◆ What the task requires ◆
The records follow. Give them all back exactly.

◆ Data to process ◆
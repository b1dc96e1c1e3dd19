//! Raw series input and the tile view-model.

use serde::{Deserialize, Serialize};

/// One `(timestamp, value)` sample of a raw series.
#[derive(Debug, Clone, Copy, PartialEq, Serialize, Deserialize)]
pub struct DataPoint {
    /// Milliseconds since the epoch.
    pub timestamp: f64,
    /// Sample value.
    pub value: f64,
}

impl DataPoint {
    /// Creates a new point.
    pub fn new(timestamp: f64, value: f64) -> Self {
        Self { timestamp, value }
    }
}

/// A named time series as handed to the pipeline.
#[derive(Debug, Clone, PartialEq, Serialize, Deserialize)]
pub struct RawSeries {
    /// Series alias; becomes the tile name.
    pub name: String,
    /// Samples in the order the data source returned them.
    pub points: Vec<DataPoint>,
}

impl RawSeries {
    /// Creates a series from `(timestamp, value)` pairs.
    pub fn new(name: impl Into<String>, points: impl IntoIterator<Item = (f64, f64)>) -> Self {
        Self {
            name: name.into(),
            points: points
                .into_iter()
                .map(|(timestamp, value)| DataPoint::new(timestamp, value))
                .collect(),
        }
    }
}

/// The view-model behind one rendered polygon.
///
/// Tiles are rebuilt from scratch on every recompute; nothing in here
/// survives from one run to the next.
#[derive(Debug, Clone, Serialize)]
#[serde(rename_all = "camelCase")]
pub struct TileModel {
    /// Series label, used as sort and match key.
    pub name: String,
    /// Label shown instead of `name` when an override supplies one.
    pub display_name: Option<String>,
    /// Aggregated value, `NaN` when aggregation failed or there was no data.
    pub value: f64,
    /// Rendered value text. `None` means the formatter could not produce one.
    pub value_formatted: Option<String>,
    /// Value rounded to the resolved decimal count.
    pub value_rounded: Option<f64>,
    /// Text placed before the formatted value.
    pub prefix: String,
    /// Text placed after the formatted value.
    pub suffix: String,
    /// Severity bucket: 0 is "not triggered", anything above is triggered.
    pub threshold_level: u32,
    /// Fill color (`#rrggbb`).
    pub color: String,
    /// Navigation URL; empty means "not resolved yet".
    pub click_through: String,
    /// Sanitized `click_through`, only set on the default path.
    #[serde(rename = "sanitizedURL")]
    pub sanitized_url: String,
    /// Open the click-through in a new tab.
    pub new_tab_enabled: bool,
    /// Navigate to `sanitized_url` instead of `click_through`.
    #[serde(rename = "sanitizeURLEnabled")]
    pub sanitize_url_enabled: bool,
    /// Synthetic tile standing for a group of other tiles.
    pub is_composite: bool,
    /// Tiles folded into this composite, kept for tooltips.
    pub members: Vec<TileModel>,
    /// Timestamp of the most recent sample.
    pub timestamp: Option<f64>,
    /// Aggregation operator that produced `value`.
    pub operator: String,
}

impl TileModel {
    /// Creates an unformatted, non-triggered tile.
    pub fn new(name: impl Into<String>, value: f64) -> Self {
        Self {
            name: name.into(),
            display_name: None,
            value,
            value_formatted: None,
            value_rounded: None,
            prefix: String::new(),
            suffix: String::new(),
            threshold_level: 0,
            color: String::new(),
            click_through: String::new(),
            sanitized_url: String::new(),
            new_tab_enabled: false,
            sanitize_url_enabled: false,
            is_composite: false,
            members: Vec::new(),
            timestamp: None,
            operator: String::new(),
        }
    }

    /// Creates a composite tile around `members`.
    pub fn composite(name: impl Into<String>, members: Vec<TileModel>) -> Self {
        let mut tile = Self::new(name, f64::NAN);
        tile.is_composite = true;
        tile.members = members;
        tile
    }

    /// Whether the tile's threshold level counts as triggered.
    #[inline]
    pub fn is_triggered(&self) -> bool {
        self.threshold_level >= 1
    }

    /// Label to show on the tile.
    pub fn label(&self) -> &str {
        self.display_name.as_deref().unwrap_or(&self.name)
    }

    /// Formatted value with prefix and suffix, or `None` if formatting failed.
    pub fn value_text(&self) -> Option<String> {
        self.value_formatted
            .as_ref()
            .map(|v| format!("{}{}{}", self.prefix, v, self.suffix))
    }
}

◆ Output of the exercise ◆
repository b1dc96e1c1e3dd19
//! Raw series input and the tile view-model.

use serde::{Deserialize, Serialize};

/// One `(timestamp, value)` sample of a raw series.
#[derive(Debug, Clone, Copy, PartialEq, Serialize, Deserialize)]
pub struct DataPoint {
    /// Milliseconds since the epoch.
    pub timestamp: f64,
    /// Sample value.
    pub value: f64,
}

impl DataPoint {
    /// Creates a new point.
    pub fn new(timestamp: f64, value: f64) -> Self {
        Self { timestamp, value }
    }
}

/// A named time series as handed to the pipeline.
#[derive(Debug, Clone, PartialEq, Serialize, Deserialize)]
pub struct RawSeries {
    /// Series alias; becomes the tile name.
    pub name: String,
    /// Samples in the order the data source returned them.
    pub points: Vec<DataPoint>,
}

impl RawSeries {
    /// Creates a series from `(timestamp, value)` pairs.
    pub fn new(name: impl Into<String>, points: impl IntoIterator<Item = (f64, f64)>) -> Self {
        Self {
            name: name.into(),
            points: points
                .into_iter()
                .map(|(timestamp, value)| DataPoint::new(timestamp, value))
                .collect(),
        }
    }
}

/// The view-model behind one rendered polygon.
///
/// Tiles are rebuilt from scratch on every recompute; nothing in here
/// survives from one run to the next.
#[derive(Debug, Clone, Serialize)]
#[serde(rename_all = "camelCase")]
pub struct TileModel {
    /// Series label, used as sort and match key.
    pub name: String,
    /// Label shown instead of `name` when an override supplies one.
    pub display_name: Option<String>,
    /// Aggregated value, `NaN` when aggregation failed or there was no data.
    pub value: f64,
    /// Rendered value text. `None` means the formatter could not produce one.
    pub value_formatted: Option<String>,
    /// Value rounded to the resolved decimal count.
    pub value_rounded: Option<f64>,
    /// Text placed before the formatted value.
    pub prefix: String,
    /// Text placed after the formatted value.
    pub suffix: String,
    /// Severity bucket: 0 is "not triggered", anything above is triggered.
    pub threshold_level: u32,
    /// Fill color (`#rrggbb`).
    pub color: String,
    /// Navigation URL; empty means "not resolved yet".
    pub click_through: String,
    /// Sanitized `click_through`, only set on the default path.
    #[serde(rename = "sanitizedURL")]
    pub sanitized_url: String,
    /// Open the click-through in a new tab.
    pub new_tab_enabled: bool,
    /// Navigate to `sanitized_url` instead of `click_through`.
    #[serde(rename = "sanitizeURLEnabled")]
    pub sanitize_url_enabled: bool,
    /// Synthetic tile standing for a group of other tiles.
    pub is_composite: bool,
    /// Tiles folded into this composite, kept for tooltips.
    pub members: Vec<TileModel>,
    /// Timestamp of the most recent sample.
    pub timestamp: Option<f64>,
    /// Aggregation operator that produced `value`.
    pub operator: String,
}

impl TileModel {
    /// Creates an unformatted, non-triggered tile.
    pub fn new(name: impl Into<String>, value: f64) -> Self {
        Self {
            name: name.into(),
            display_name: None,
            value,
            value_formatted: None,
            value_rounded: None,
            prefix: String::new(),
            suffix: String::new(),
            threshold_level: 0,
            color: String::new(),
            click_through: String::new(),
            sanitized_url: String::new(),
            new_tab_enabled: false,
            sanitize_url_enabled: false,
            is_composite: false,
            members: Vec::new(),
            timestamp: None,
            operator: String::new(),
        }
    }

    /// Creates a composite tile around `members`.
    pub fn composite(name: impl Into<String>, members: Vec<TileModel>) -> Self {
        let mut tile = Self::new(name, f64::NAN);
        tile.is_composite = true;
        tile.members = members;
        tile
    }

    /// Whether the tile's threshold level counts as triggered.
    #[inline]
    pub fn is_triggered(&self) -> bool {
        self.threshold_level >= 1
    }

    /// Label to show on the tile.
    pub fn label(&self) -> &str {
        self.display_name.as_deref().unwrap_or(&self.name)
    }

    /// Formatted value with prefix and suffix, or `None` if formatting failed.
    pub fn value_text(&self) -> Option<String> {
        self.value_formatted
            .as_ref()
            .map(|v| format!("{}{}{}", self.prefix, v, self.suffix))
    }
}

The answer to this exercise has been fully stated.